3. Venise fabriquait autrefois, comme on sait, une grande quantité d’étoffes de brocard d’or et d’argent pour le Levant.

4. Les chefs ont toujours auprès d’eux un page qui porte leur pipe et prépare leur café en temps de paix, et qui charge leurs armes à la guerre. Voilà les principales fonctions d’un page morlaque.

5. On peut voir par ce trait de quelle considération jouissent les vieillards et les poëtes.

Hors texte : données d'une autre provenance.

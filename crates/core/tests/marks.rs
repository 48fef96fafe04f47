use pretty_assertions::assert_eq;
use scribe_core::{
    ActiveCriterion, Attrs, CommandErrorKind, Document, Editor, ExtensionRegistry, MarkKind, Marks,
    Node, Point, Selection,
};
use serde_json::json;

fn editor_with(children: Vec<Node>, selection: Selection) -> Editor {
    Editor::new(Document::new(children), selection, ExtensionRegistry::richtext())
}

fn leaves(editor: &Editor, block: usize) -> Vec<(String, Marks)> {
    let Node::Element(el) = &editor.doc().children[block] else {
        panic!("expected element block");
    };
    el.children
        .iter()
        .filter_map(|n| match n {
            Node::Text(t) => Some((t.text.clone(), t.marks.clone())),
            _ => None,
        })
        .collect()
}

fn bold() -> Marks {
    Marks {
        bold: true,
        ..Marks::default()
    }
}

fn select(anchor: (Vec<usize>, usize), focus: (Vec<usize>, usize)) -> Selection {
    Selection::range(Point::new(anchor.0, anchor.1), Point::new(focus.0, focus.1))
}

#[test]
fn toggle_bold_twice_restores_the_document() {
    let mut editor = editor_with(
        vec![Node::paragraph("abcde")],
        select((vec![0, 0], 1), (vec![0, 0], 3)),
    );
    let original = editor.doc().clone();

    editor.run_command("marks.toggle_bold", None).unwrap();
    assert_eq!(
        leaves(&editor, 0),
        vec![
            ("a".to_string(), Marks::default()),
            ("bc".to_string(), bold()),
            ("de".to_string(), Marks::default()),
        ]
    );
    assert!(editor.is_active(&ActiveCriterion::Mark(MarkKind::Bold)));

    editor.run_command("marks.toggle_bold", None).unwrap();
    assert_eq!(editor.doc(), &original);
}

#[test]
fn mixed_selection_is_inactive_and_toggles_to_applied() {
    let paragraph = Node::block(
        "paragraph",
        Attrs::default(),
        vec![Node::text("ab", bold()), Node::text("cd", Marks::default())],
    );
    let mut editor = editor_with(vec![paragraph], select((vec![0, 0], 0), (vec![0, 1], 2)));

    assert!(!editor.is_active(&ActiveCriterion::Mark(MarkKind::Bold)));

    editor.run_command("marks.toggle_bold", None).unwrap();
    assert_eq!(leaves(&editor, 0), vec![("abcd".to_string(), bold())]);
    assert!(editor.is_active(&ActiveCriterion::Mark(MarkKind::Bold)));
}

#[test]
fn caret_toggle_sets_marks_for_the_next_input() {
    let mut editor = Editor::with_richtext_extensions();
    editor
        .run_command("text.insert", Some(json!({ "text": "hello" })))
        .unwrap();
    assert!(!editor.is_active(&ActiveCriterion::Mark(MarkKind::Bold)));

    editor.run_command("marks.toggle_bold", None).unwrap();
    assert!(editor.is_active(&ActiveCriterion::Mark(MarkKind::Bold)));

    editor
        .run_command("text.insert", Some(json!({ "text": " world" })))
        .unwrap();
    assert_eq!(
        leaves(&editor, 0),
        vec![
            ("hello".to_string(), Marks::default()),
            (" world".to_string(), bold()),
        ]
    );
    assert_eq!(editor.to_html(), "<p>hello<strong> world</strong></p>");
}

#[test]
fn highlight_toggles_per_color() {
    let mut editor = editor_with(
        vec![Node::paragraph("abc")],
        select((vec![0, 0], 0), (vec![0, 0], 3)),
    );

    editor
        .run_command("marks.toggle_highlight", Some(json!({ "color": "#e8f5e9" })))
        .unwrap();
    assert_eq!(
        editor.current_attribute_value("highlight").as_deref(),
        Some("#e8f5e9")
    );

    editor
        .run_command("marks.toggle_highlight", Some(json!({ "color": "#fce4ec" })))
        .unwrap();
    assert_eq!(
        editor.current_attribute_value("highlight").as_deref(),
        Some("#fce4ec")
    );

    editor
        .run_command("marks.toggle_highlight", Some(json!({ "color": "#fce4ec" })))
        .unwrap();
    assert_eq!(editor.current_attribute_value("highlight"), None);

    editor.run_command("marks.toggle_highlight", None).unwrap();
    assert!(editor.is_active(&ActiveCriterion::Highlight(
        scribe_core::DEFAULT_HIGHLIGHT.to_string()
    )));
}

#[test]
fn set_value_commands_replace_previous_values() {
    let mut editor = editor_with(
        vec![Node::paragraph("abc")],
        select((vec![0, 0], 0), (vec![0, 0], 3)),
    );

    for color in ["#9b87f5", "#ea384c"] {
        editor
            .run_command("marks.set_text_color", Some(json!({ "color": color })))
            .unwrap();
    }
    editor
        .run_command("marks.set_font_size", Some(json!({ "size": 20 })))
        .unwrap();
    editor
        .run_command("marks.set_font_size", Some(json!({ "size": "24px" })))
        .unwrap();

    let all = leaves(&editor, 0);
    let [(text, marks)] = all.as_slice() else {
        panic!("expected a single leaf");
    };
    assert_eq!(text, "abc");
    assert_eq!(marks.style.len(), 2);
    assert_eq!(marks.style_value("color"), Some("#ea384c"));
    assert_eq!(marks.style_value("font_size"), Some("24px"));
    assert_eq!(
        editor.to_html(),
        r#"<p><span style="color: #ea384c; font-size: 24px">abc</span></p>"#
    );

    editor.run_command("marks.unset_text_color", None).unwrap();
    assert_eq!(editor.current_attribute_value("color"), None);
    assert_eq!(
        editor.run_query::<Option<String>>("marks.font_size", None).unwrap(),
        Some("24px".to_string())
    );
}

#[test]
fn invalid_values_are_rejected_without_touching_the_document() {
    let mut editor = editor_with(
        vec![Node::paragraph("abc")],
        select((vec![0, 0], 0), (vec![0, 0], 3)),
    );
    let before = editor.doc().clone();
    let revision = editor.revision();

    let err = editor
        .run_command("marks.set_text_color", Some(json!({ "color": "not a color!" })))
        .unwrap_err();
    assert_eq!(err.kind(), CommandErrorKind::SchemaViolation);

    let err = editor
        .run_command("marks.set_font_size", Some(json!({ "size": "huge" })))
        .unwrap_err();
    assert_eq!(err.kind(), CommandErrorKind::SchemaViolation);

    let err = editor
        .run_command("marks.set_link", Some(json!({ "url": "not a url" })))
        .unwrap_err();
    assert_eq!(err.kind(), CommandErrorKind::InvalidArgs);

    assert!(!editor.execute("marks.set_link", Some(json!({ "url": "   " }))));
    assert!(!editor.execute("marks.no_such_command", None));

    assert_eq!(editor.doc(), &before);
    assert_eq!(editor.revision(), revision);
    assert!(!editor.can_undo());
}

#[test]
fn get_active_reports_caret_marks() {
    let paragraph = Node::block(
        "paragraph",
        Attrs::default(),
        vec![Node::text("ab", bold()), Node::text("cd", Marks::default())],
    );
    let editor = editor_with(
        vec![paragraph],
        Selection::collapsed(Point::new(vec![0, 0], 1)),
    );

    let active = editor.run_query::<Marks>("marks.get_active", None).unwrap();
    assert!(active.bold);
    assert!(!active.italic);
}

#[test]
fn caret_pending_marks_do_not_linger_after_the_caret_moves() {
    let mut editor = editor_with(
        vec![Node::block(
            "paragraph",
            Attrs::default(),
            vec![Node::text("abcd", bold())],
        )],
        Selection::collapsed(Point::new(vec![0, 0], 2)),
    );

    editor.run_command("marks.toggle_bold", None).unwrap();
    assert_eq!(
        leaves(&editor, 0),
        vec![
            ("ab".to_string(), bold()),
            (String::new(), Marks::default()),
            ("cd".to_string(), bold()),
        ]
    );

    editor.set_selection(select((vec![0, 0], 0), (vec![0, 2], 2)));
    assert_eq!(leaves(&editor, 0), vec![("abcd".to_string(), bold())]);
    assert!(editor.is_active(&ActiveCriterion::Mark(MarkKind::Bold)));

    editor.run_command("marks.toggle_bold", None).unwrap();
    assert_eq!(editor.to_html(), "<p>abcd</p>");

    assert!(editor.undo());
    assert_eq!(editor.to_html(), "<p><strong>abcd</strong></p>");
    assert!(editor.undo());
    assert_eq!(leaves(&editor, 0), vec![("abcd".to_string(), bold())]);
    assert!(!editor.can_undo());
}

#[test]
fn empty_leaves_inside_a_range_do_not_break_uniformity() {
    let mut editor = editor_with(
        vec![Node::block(
            "paragraph",
            Attrs::default(),
            vec![
                Node::text("ab", bold()),
                Node::text("", Marks::default()),
                Node::text("cd", bold()),
            ],
        )],
        select((vec![0, 0], 0), (vec![0, 2], 2)),
    );

    assert!(editor.is_active(&ActiveCriterion::Mark(MarkKind::Bold)));
    editor.run_command("marks.toggle_bold", None).unwrap();
    assert_eq!(leaves(&editor, 0), vec![("abcd".to_string(), Marks::default())]);
}
impl NormalizePass for MergeAdjacentTextLeaves {
    fn id(&self) -> &'static str {
        "core.merge_adjacent_text_leaves"
    }

    fn run(&self, doc: &Document, registry: &ExtensionRegistry) -> Vec<Op> {
        let mut ops = Vec::new();

        fn walk(
            children: &[Node],
            path: &mut Vec<usize>,
            registry: &ExtensionRegistry,
            ops: &mut Vec<Op>,
        ) {
            for (ix, node) in children.iter().enumerate() {
                let Node::Element(el) = node else {
                    continue;
                };

                path.push(ix);

                let spec_children = registry.child_constraint(&el.kind).unwrap_or_else(|| {
                    if el.children.iter().any(|n| matches!(n, Node::Text(_))) {
                        ChildConstraint::InlineOnly
                    } else {
                        ChildConstraint::Any
                    }
                });

                if spec_children != ChildConstraint::InlineOnly {
                    walk(&el.children, path, registry, ops);
                    path.pop();
                    continue;
                }

                let mut ix = el.children.len();
                while ix > 0 {
                    ix -= 1;
                    let Node::Text(right) = &el.children[ix] else {
                        continue;
                    };

                    let mut start = ix;
                    while start > 0 {
                        let Some(Node::Text(left)) = el.children.get(start - 1) else {
                            break;
                        };
                        if left.marks != right.marks {
                            break;
                        }
                        start -= 1;
                    }

                    if start == ix {
                        continue;
                    }

                    let Some(Node::Text(first)) = el.children.get(start) else {
                        continue;
                    };
                    let appended: String = el
                        .children
                        .iter()
                        .take(ix + 1)
                        .skip(start + 1)
                        .filter_map(|node| match node {
                            Node::Text(t) => Some(t.text.as_str()),
                            _ => None,
                        })
                        .collect();

                    if !appended.is_empty() {
                        let mut insert_text_path = path.clone();
                        insert_text_path.push(start);
                        ops.push(Op::InsertText {
                            path: insert_text_path,
                            offset: first.text.len(),
                            text: appended,
                        });
                    }

                    for remove_ix in (start + 1..=ix).rev() {
                        let mut remove_path = path.clone();
                        remove_path.push(remove_ix);
                        ops.push(Op::RemoveNode { path: remove_path });
                    }

                    ix = start;
                }

                path.pop();
            }
        }

        walk(&doc.children, &mut Vec::new(), registry, &mut ops);

        ops
    }
}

6. Quand une famille a perdu un de ses membres par un assassinat, elle tâche de tuer quelqu’un de la famille ennemie. Ce mort trouve des vengeurs, et il n’est pas rare que dans l’espace d’une année une vingtaine de personnes périssent ainsi pour une querelle qui leur est étrangère. La paix ne peut se faire décemment que lorsque chaque famille compte autant de morts l’une que l’autre. Se réconcilier quand on a un mort de plus, c’est s’avouer vaincu.

7. Mot à mot, du mouton fumé assaisonné avec des choux ; c’est ce que les Illyriens nomment paçterma.

8. Frère est mis là comme synonyme d’ami.

9. Ce dernier trait est caractéristique.